use std::fs;
use std::path::PathBuf;

use camino::Utf8PathBuf;
use serde::{Deserialize, Serialize};

use crate::error::SyncError;

pub const DEFAULT_OUTPUT_DIR: &str = "cms_hospitals_data";
pub const DEFAULT_CATALOG_URL: &str =
    "https://data.cms.gov/provider-data/api/1/metastore/schemas/dataset/items";
pub const DEFAULT_THEME: &str = "Hospitals";

/// On-disk configuration, all fields optional.
#[derive(Debug, Default, Deserialize, Serialize)]
pub struct Config {
    #[serde(default)]
    pub output_dir: Option<String>,
    #[serde(default)]
    pub catalog_url: Option<String>,
    #[serde(default)]
    pub theme: Option<String>,
    #[serde(default)]
    pub workers: Option<usize>,
}

#[derive(Debug, Clone)]
pub struct ResolvedConfig {
    pub output_dir: Utf8PathBuf,
    pub catalog_url: String,
    pub theme: String,
    pub workers: usize,
}

pub struct ConfigLoader;

impl ConfigLoader {
    /// Read the optional config file and fill in defaults. A missing default
    /// file just yields the defaults; an explicitly named file must exist
    /// and parse.
    pub fn resolve(path: Option<&str>) -> Result<ResolvedConfig, SyncError> {
        let config_path = match path {
            Some(path) => PathBuf::from(path),
            None => PathBuf::from("cms-sync.json"),
        };

        if path.is_none() && !config_path.exists() {
            return Ok(Self::resolve_config(Config::default()));
        }

        let content = fs::read_to_string(&config_path)
            .map_err(|_| SyncError::ConfigRead(config_path.clone()))?;
        let config: Config =
            serde_json::from_str(&content).map_err(|err| SyncError::ConfigParse(err.to_string()))?;

        Ok(Self::resolve_config(config))
    }

    pub fn resolve_config(config: Config) -> ResolvedConfig {
        ResolvedConfig {
            output_dir: Utf8PathBuf::from(
                config
                    .output_dir
                    .unwrap_or_else(|| DEFAULT_OUTPUT_DIR.to_string()),
            ),
            catalog_url: config
                .catalog_url
                .unwrap_or_else(|| DEFAULT_CATALOG_URL.to_string()),
            theme: config.theme.unwrap_or_else(|| DEFAULT_THEME.to_string()),
            workers: config
                .workers
                .filter(|count| *count > 0)
                .unwrap_or_else(num_cpus::get),
        }
    }
}

#[cfg(test)]
mod tests {
    use super::*;

    #[test]
    fn resolve_config_defaults() {
        let resolved = ConfigLoader::resolve_config(Config::default());
        assert_eq!(resolved.output_dir, DEFAULT_OUTPUT_DIR);
        assert_eq!(resolved.catalog_url, DEFAULT_CATALOG_URL);
        assert_eq!(resolved.theme, DEFAULT_THEME);
        assert!(resolved.workers >= 1);
    }

    #[test]
    fn resolve_config_overrides() {
        let config = Config {
            output_dir: Some("mirror".to_string()),
            catalog_url: Some("http://localhost:8080/items".to_string()),
            theme: Some("Nursing Homes".to_string()),
            workers: Some(2),
        };
        let resolved = ConfigLoader::resolve_config(config);
        assert_eq!(resolved.output_dir, "mirror");
        assert_eq!(resolved.catalog_url, "http://localhost:8080/items");
        assert_eq!(resolved.theme, "Nursing Homes");
        assert_eq!(resolved.workers, 2);
    }

    #[test]
    fn zero_workers_falls_back_to_cpu_count() {
        let config = Config {
            workers: Some(0),
            ..Config::default()
        };
        let resolved = ConfigLoader::resolve_config(config);
        assert!(resolved.workers >= 1);
    }
}
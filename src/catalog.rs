use std::time::Duration;

use reqwest::blocking::Client;
use reqwest::header::{HeaderMap, HeaderValue, USER_AGENT};

use crate::domain::DatasetDescriptor;
use crate::error::SyncError;

pub trait CatalogClient: Send + Sync {
    /// One request to the catalog endpoint, decoded as a JSON array and
    /// filtered down to descriptors matching `theme`. No pagination, no
    /// retry; a failed or undecodable response aborts the run.
    fn fetch_datasets(&self, theme: &str) -> Result<Vec<DatasetDescriptor>, SyncError>;
}

#[derive(Clone)]
pub struct CatalogHttpClient {
    client: Client,
    catalog_url: String,
}

impl CatalogHttpClient {
    pub fn new(catalog_url: impl Into<String>) -> Result<Self, SyncError> {
        let mut headers = HeaderMap::new();
        headers.insert(
            USER_AGENT,
            HeaderValue::from_str(&format!("cms-sync/{}", env!("CARGO_PKG_VERSION")))
                .map_err(|err| SyncError::Filesystem(err.to_string()))?,
        );
        let client = Client::builder()
            .default_headers(headers)
            .timeout(Duration::from_secs(60))
            .build()
            .map_err(|err| SyncError::CatalogHttp(err.to_string()))?;
        Ok(Self {
            client,
            catalog_url: catalog_url.into(),
        })
    }
}

impl CatalogClient for CatalogHttpClient {
    fn fetch_datasets(&self, theme: &str) -> Result<Vec<DatasetDescriptor>, SyncError> {
        let response = self
            .client
            .get(&self.catalog_url)
            .send()
            .map_err(|err| SyncError::CatalogHttp(err.to_string()))?;
        if !response.status().is_success() {
            let status = response.status().as_u16();
            let message = response
                .text()
                .unwrap_or_else(|_| "catalog request failed".to_string());
            return Err(SyncError::CatalogStatus { status, message });
        }
        let descriptors: Vec<DatasetDescriptor> = response
            .json()
            .map_err(|err| SyncError::CatalogParse(err.to_string()))?;
        Ok(filter_by_theme(descriptors, theme))
    }
}

pub fn filter_by_theme(descriptors: Vec<DatasetDescriptor>, theme: &str) -> Vec<DatasetDescriptor> {
    descriptors
        .into_iter()
        .filter(|descriptor| descriptor.matches_theme(theme))
        .collect()
}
____________________
All the lines above must be output exactly, with none omitted.

*Task answer:*
use std::fs;
use std::path::PathBuf;

use camino::Utf8PathBuf;
use serde::{Deserialize, Serialize};

use crate::error::SyncError;

pub const DEFAULT_OUTPUT_DIR: &str = "cms_hospitals_data";
pub const DEFAULT_CATALOG_URL: &str =
    "https://data.cms.gov/provider-data/api/1/metastore/schemas/dataset/items";
pub const DEFAULT_THEME: &str = "Hospitals";

/// On-disk configuration, all fields optional.
#[derive(Debug, Default, Deserialize, Serialize)]
pub struct Config {
    #[serde(default)]
    pub output_dir: Option<String>,
    #[serde(default)]
    pub catalog_url: Option<String>,
    #[serde(default)]
    pub theme: Option<String>,
    #[serde(default)]
    pub workers: Option<usize>,
}

#[derive(Debug, Clone)]
pub struct ResolvedConfig {
    pub output_dir: Utf8PathBuf,
    pub catalog_url: String,
    pub theme: String,
    pub workers: usize,
}

pub struct ConfigLoader;

impl ConfigLoader {
    /// Read the optional config file and fill in defaults. A missing default
    /// file just yields the defaults; an explicitly named file must exist
    /// and parse.
    pub fn resolve(path: Option<&str>) -> Result<ResolvedConfig, SyncError> {
        let config_path = match path {
            Some(path) => PathBuf::from(path),
            None => PathBuf::from("cms-sync.json"),
        };

        if path.is_none() && !config_path.exists() {
            return Ok(Self::resolve_config(Config::default()));
        }

        let content = fs::read_to_string(&config_path)
            .map_err(|_| SyncError::ConfigRead(config_path.clone()))?;
        let config: Config =
            serde_json::from_str(&content).map_err(|err| SyncError::ConfigParse(err.to_string()))?;

        Ok(Self::resolve_config(config))
    }

    pub fn resolve_config(config: Config) -> ResolvedConfig {
        ResolvedConfig {
            output_dir: Utf8PathBuf::from(
                config
                    .output_dir
                    .unwrap_or_else(|| DEFAULT_OUTPUT_DIR.to_string()),
            ),
            catalog_url: config
                .catalog_url
                .unwrap_or_else(|| DEFAULT_CATALOG_URL.to_string()),
            theme: config.theme.unwrap_or_else(|| DEFAULT_THEME.to_string()),
            workers: config
                .workers
                .filter(|count| *count > 0)
                .unwrap_or_else(num_cpus::get),
        }
    }
}

#[cfg(test)]
mod tests {
    use super::*;

    #[test]
    fn resolve_config_defaults() {
        let resolved = ConfigLoader::resolve_config(Config::default());
        assert_eq!(resolved.output_dir, DEFAULT_OUTPUT_DIR);
        assert_eq!(resolved.catalog_url, DEFAULT_CATALOG_URL);
        assert_eq!(resolved.theme, DEFAULT_THEME);
        assert!(resolved.workers >= 1);
    }

    #[test]
    fn resolve_config_overrides() {
        let config = Config {
            output_dir: Some("mirror".to_string()),
            catalog_url: Some("http://localhost:8080/items".to_string()),
            theme: Some("Nursing Homes".to_string()),
            workers: Some(2),
        };
        let resolved = ConfigLoader::resolve_config(config);
        assert_eq!(resolved.output_dir, "mirror");
        assert_eq!(resolved.catalog_url, "http://localhost:8080/items");
        assert_eq!(resolved.theme, "Nursing Homes");
        assert_eq!(resolved.workers, 2);
    }

    #[test]
    fn zero_workers_falls_back_to_cpu_count() {
        let config = Config {
            workers: Some(0),
            ..Config::default()
        };
        let resolved = ConfigLoader::resolve_config(config);
        assert!(resolved.workers >= 1);
    }
}
filename src/catalog.rs
use std::time::Duration;

use reqwest::blocking::Client;
use reqwest::header::{HeaderMap, HeaderValue, USER_AGENT};

use crate::domain::DatasetDescriptor;
use crate::error::SyncError;

pub trait CatalogClient: Send + Sync {
    /// One request to the catalog endpoint, decoded as a JSON array and
    /// filtered down to descriptors matching `theme`. No pagination, no
    /// retry; a failed or undecodable response aborts the run.
    fn fetch_datasets(&self, theme: &str) -> Result<Vec<DatasetDescriptor>, SyncError>;
}

#[derive(Clone)]
pub struct CatalogHttpClient {
    client: Client,
    catalog_url: String,
}

impl CatalogHttpClient {
    pub fn new(catalog_url: impl Into<String>) -> Result<Self, SyncError> {
        let mut headers = HeaderMap::new();
        headers.insert(
            USER_AGENT,
            HeaderValue::from_str(&format!("cms-sync/{}", env!("CARGO_PKG_VERSION")))
                .map_err(|err| SyncError::Filesystem(err.to_string()))?,
        );
        let client = Client::builder()
            .default_headers(headers)
            .timeout(Duration::from_secs(60))
            .build()
            .map_err(|err| SyncError::CatalogHttp(err.to_string()))?;
        Ok(Self {
            client,
            catalog_url: catalog_url.into(),
        })
    }
}

impl CatalogClient for CatalogHttpClient {
    fn fetch_datasets(&self, theme: &str) -> Result<Vec<DatasetDescriptor>, SyncError> {
        let response = self
            .client
            .get(&self.catalog_url)
            .send()
            .map_err(|err| SyncError::CatalogHttp(err.to_string()))?;
        if !response.status().is_success() {
            let status = response.status().as_u16();
            let message = response
                .text()
                .unwrap_or_else(|_| "catalog request failed".to_string());
            return Err(SyncError::CatalogStatus { status, message });
        }
        let descriptors: Vec<DatasetDescriptor> = response
            .json()
            .map_err(|err| SyncError::CatalogParse(err.to_string()))?;
        Ok(filter_by_theme(descriptors, theme))
    }
}

pub fn filter_by_theme(descriptors: Vec<DatasetDescriptor>, theme: &str) -> Vec<DatasetDescriptor> {
    descriptors
        .into_iter()
        .filter(|descriptor| descriptor.matches_theme(theme))
        .collect()
}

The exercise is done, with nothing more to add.